WHAT THIS TASK INVOLVES → Repeat the material below. Keep every line exactly as written.

○ ○ ○ ○ ○

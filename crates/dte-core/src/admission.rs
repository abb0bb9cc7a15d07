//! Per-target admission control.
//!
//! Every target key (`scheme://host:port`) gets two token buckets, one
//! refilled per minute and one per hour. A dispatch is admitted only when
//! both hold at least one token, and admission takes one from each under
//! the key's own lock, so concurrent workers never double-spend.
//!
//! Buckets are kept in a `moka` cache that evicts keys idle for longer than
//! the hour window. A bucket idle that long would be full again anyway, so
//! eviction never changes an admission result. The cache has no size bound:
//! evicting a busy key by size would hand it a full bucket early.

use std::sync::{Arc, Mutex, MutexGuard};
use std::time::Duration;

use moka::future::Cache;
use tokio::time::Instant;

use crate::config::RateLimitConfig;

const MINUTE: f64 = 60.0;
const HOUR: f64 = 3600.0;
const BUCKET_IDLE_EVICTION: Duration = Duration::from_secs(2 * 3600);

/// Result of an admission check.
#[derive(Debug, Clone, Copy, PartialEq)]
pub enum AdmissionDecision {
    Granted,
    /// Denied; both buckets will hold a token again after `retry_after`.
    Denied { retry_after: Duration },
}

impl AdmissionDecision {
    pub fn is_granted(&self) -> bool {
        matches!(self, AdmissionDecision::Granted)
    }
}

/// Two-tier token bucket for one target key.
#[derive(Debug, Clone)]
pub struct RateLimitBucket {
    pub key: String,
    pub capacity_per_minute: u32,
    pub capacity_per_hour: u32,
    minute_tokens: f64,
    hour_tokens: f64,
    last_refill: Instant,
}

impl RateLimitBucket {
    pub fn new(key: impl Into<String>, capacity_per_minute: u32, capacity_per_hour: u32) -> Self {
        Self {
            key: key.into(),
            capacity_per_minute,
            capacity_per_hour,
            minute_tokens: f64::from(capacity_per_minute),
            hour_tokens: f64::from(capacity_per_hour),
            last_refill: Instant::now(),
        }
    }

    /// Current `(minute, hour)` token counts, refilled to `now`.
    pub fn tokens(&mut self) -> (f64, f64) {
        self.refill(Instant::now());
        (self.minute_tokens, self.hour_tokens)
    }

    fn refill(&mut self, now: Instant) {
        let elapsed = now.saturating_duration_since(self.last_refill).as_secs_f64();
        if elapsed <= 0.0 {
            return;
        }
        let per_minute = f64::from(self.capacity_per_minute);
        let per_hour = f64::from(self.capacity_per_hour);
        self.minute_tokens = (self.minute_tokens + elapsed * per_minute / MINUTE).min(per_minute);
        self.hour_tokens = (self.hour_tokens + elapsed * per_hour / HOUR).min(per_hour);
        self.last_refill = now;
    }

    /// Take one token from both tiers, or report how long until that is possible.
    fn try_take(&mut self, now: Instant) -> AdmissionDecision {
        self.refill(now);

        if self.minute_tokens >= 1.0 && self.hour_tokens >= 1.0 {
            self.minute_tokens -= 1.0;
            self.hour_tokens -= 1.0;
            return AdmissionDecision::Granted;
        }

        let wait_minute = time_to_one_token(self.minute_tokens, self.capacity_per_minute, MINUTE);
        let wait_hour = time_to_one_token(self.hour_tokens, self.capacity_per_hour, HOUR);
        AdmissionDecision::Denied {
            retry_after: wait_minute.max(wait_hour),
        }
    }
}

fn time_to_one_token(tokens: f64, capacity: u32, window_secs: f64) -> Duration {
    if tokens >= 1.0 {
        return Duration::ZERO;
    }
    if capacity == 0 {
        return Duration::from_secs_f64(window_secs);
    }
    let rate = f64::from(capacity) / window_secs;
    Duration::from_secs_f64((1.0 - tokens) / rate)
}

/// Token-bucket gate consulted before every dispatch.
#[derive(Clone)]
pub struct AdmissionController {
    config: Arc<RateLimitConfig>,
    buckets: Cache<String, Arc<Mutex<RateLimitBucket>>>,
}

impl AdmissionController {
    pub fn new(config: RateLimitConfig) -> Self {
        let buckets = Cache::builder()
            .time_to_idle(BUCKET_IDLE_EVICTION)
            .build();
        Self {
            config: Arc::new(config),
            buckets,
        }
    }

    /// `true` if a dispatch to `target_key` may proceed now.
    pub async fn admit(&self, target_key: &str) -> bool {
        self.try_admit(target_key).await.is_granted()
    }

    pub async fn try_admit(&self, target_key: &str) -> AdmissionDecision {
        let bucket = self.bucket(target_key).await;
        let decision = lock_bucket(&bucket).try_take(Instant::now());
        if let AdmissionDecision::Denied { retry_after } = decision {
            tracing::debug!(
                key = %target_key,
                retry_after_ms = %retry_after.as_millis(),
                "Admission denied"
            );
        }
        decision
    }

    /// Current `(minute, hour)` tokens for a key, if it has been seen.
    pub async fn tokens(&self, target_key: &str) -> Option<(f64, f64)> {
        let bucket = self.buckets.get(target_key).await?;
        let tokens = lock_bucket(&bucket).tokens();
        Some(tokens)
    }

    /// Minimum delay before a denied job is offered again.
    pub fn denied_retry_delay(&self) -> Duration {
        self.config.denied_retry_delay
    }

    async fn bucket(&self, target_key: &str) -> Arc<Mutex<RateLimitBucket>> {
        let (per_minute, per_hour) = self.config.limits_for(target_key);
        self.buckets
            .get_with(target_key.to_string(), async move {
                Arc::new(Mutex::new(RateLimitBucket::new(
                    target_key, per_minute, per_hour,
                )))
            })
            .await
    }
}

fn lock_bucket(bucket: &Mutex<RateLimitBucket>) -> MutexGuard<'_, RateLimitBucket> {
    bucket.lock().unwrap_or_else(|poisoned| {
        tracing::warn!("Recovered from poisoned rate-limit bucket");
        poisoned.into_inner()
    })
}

○ ○ ○ ○ ○

OUTPUT FOR THIS TASK →
filename crates/dte-core/src/admission.rs
repository abb0bb9cc7a15d07
//! Per-target admission control.
//!
//! Every target key (`scheme://host:port`) gets two token buckets, one
//! refilled per minute and one per hour. A dispatch is admitted only when
//! both hold at least one token, and admission takes one from each under
//! the key's own lock, so concurrent workers never double-spend.
//!
//! Buckets are kept in a `moka` cache that evicts keys idle for longer than
//! the hour window. A bucket idle that long would be full again anyway, so
//! eviction never changes an admission result. The cache has no size bound:
//! evicting a busy key by size would hand it a full bucket early.

use std::sync::{Arc, Mutex, MutexGuard};
use std::time::Duration;

use moka::future::Cache;
use tokio::time::Instant;

use crate::config::RateLimitConfig;

const MINUTE: f64 = 60.0;
const HOUR: f64 = 3600.0;
const BUCKET_IDLE_EVICTION: Duration = Duration::from_secs(2 * 3600);

/// Result of an admission check.
#[derive(Debug, Clone, Copy, PartialEq)]
pub enum AdmissionDecision {
    Granted,
    /// Denied; both buckets will hold a token again after `retry_after`.
    Denied { retry_after: Duration },
}

impl AdmissionDecision {
    pub fn is_granted(&self) -> bool {
        matches!(self, AdmissionDecision::Granted)
    }
}

/// Two-tier token bucket for one target key.
#[derive(Debug, Clone)]
pub struct RateLimitBucket {
    pub key: String,
    pub capacity_per_minute: u32,
    pub capacity_per_hour: u32,
    minute_tokens: f64,
    hour_tokens: f64,
    last_refill: Instant,
}

impl RateLimitBucket {
    pub fn new(key: impl Into<String>, capacity_per_minute: u32, capacity_per_hour: u32) -> Self {
        Self {
            key: key.into(),
            capacity_per_minute,
            capacity_per_hour,
            minute_tokens: f64::from(capacity_per_minute),
            hour_tokens: f64::from(capacity_per_hour),
            last_refill: Instant::now(),
        }
    }

    /// Current `(minute, hour)` token counts, refilled to `now`.
    pub fn tokens(&mut self) -> (f64, f64) {
        self.refill(Instant::now());
        (self.minute_tokens, self.hour_tokens)
    }

    fn refill(&mut self, now: Instant) {
        let elapsed = now.saturating_duration_since(self.last_refill).as_secs_f64();
        if elapsed <= 0.0 {
            return;
        }
        let per_minute = f64::from(self.capacity_per_minute);
        let per_hour = f64::from(self.capacity_per_hour);
        self.minute_tokens = (self.minute_tokens + elapsed * per_minute / MINUTE).min(per_minute);
        self.hour_tokens = (self.hour_tokens + elapsed * per_hour / HOUR).min(per_hour);
        self.last_refill = now;
    }

    /// Take one token from both tiers, or report how long until that is possible.
    fn try_take(&mut self, now: Instant) -> AdmissionDecision {
        self.refill(now);

        if self.minute_tokens >= 1.0 && self.hour_tokens >= 1.0 {
            self.minute_tokens -= 1.0;
            self.hour_tokens -= 1.0;
            return AdmissionDecision::Granted;
        }

        let wait_minute = time_to_one_token(self.minute_tokens, self.capacity_per_minute, MINUTE);
        let wait_hour = time_to_one_token(self.hour_tokens, self.capacity_per_hour, HOUR);
        AdmissionDecision::Denied {
            retry_after: wait_minute.max(wait_hour),
        }
    }
}

fn time_to_one_token(tokens: f64, capacity: u32, window_secs: f64) -> Duration {
    if tokens >= 1.0 {
        return Duration::ZERO;
    }
    if capacity == 0 {
        return Duration::from_secs_f64(window_secs);
    }
    let rate = f64::from(capacity) / window_secs;
    Duration::from_secs_f64((1.0 - tokens) / rate)
}

/// Token-bucket gate consulted before every dispatch.
#[derive(Clone)]
pub struct AdmissionController {
    config: Arc<RateLimitConfig>,
    buckets: Cache<String, Arc<Mutex<RateLimitBucket>>>,
}

impl AdmissionController {
    pub fn new(config: RateLimitConfig) -> Self {
        let buckets = Cache::builder()
            .time_to_idle(BUCKET_IDLE_EVICTION)
            .build();
        Self {
            config: Arc::new(config),
            buckets,
        }
    }

    /// `true` if a dispatch to `target_key` may proceed now.
    pub async fn admit(&self, target_key: &str) -> bool {
        self.try_admit(target_key).await.is_granted()
    }

    pub async fn try_admit(&self, target_key: &str) -> AdmissionDecision {
        let bucket = self.bucket(target_key).await;
        let decision = lock_bucket(&bucket).try_take(Instant::now());
        if let AdmissionDecision::Denied { retry_after } = decision {
            tracing::debug!(
                key = %target_key,
                retry_after_ms = %retry_after.as_millis(),
                "Admission denied"
            );
        }
        decision
    }

    /// Current `(minute, hour)` tokens for a key, if it has been seen.
    pub async fn tokens(&self, target_key: &str) -> Option<(f64, f64)> {
        let bucket = self.buckets.get(target_key).await?;
        let tokens = lock_bucket(&bucket).tokens();
        Some(tokens)
    }

    /// Minimum delay before a denied job is offered again.
    pub fn denied_retry_delay(&self) -> Duration {
        self.config.denied_retry_delay
    }

    async fn bucket(&self, target_key: &str) -> Arc<Mutex<RateLimitBucket>> {
        let (per_minute, per_hour) = self.config.limits_for(target_key);
        self.buckets
            .get_with(target_key.to_string(), async move {
                Arc::new(Mutex::new(RateLimitBucket::new(
                    target_key, per_minute, per_hour,
                )))
            })
            .await
    }
}

fn lock_bucket(bucket: &Mutex<RateLimitBucket>) -> MutexGuard<'_, RateLimitBucket> {
    bucket.lock().unwrap_or_else(|poisoned| {
        tracing::warn!("Recovered from poisoned rate-limit bucket");
        poisoned.into_inner()
    })
}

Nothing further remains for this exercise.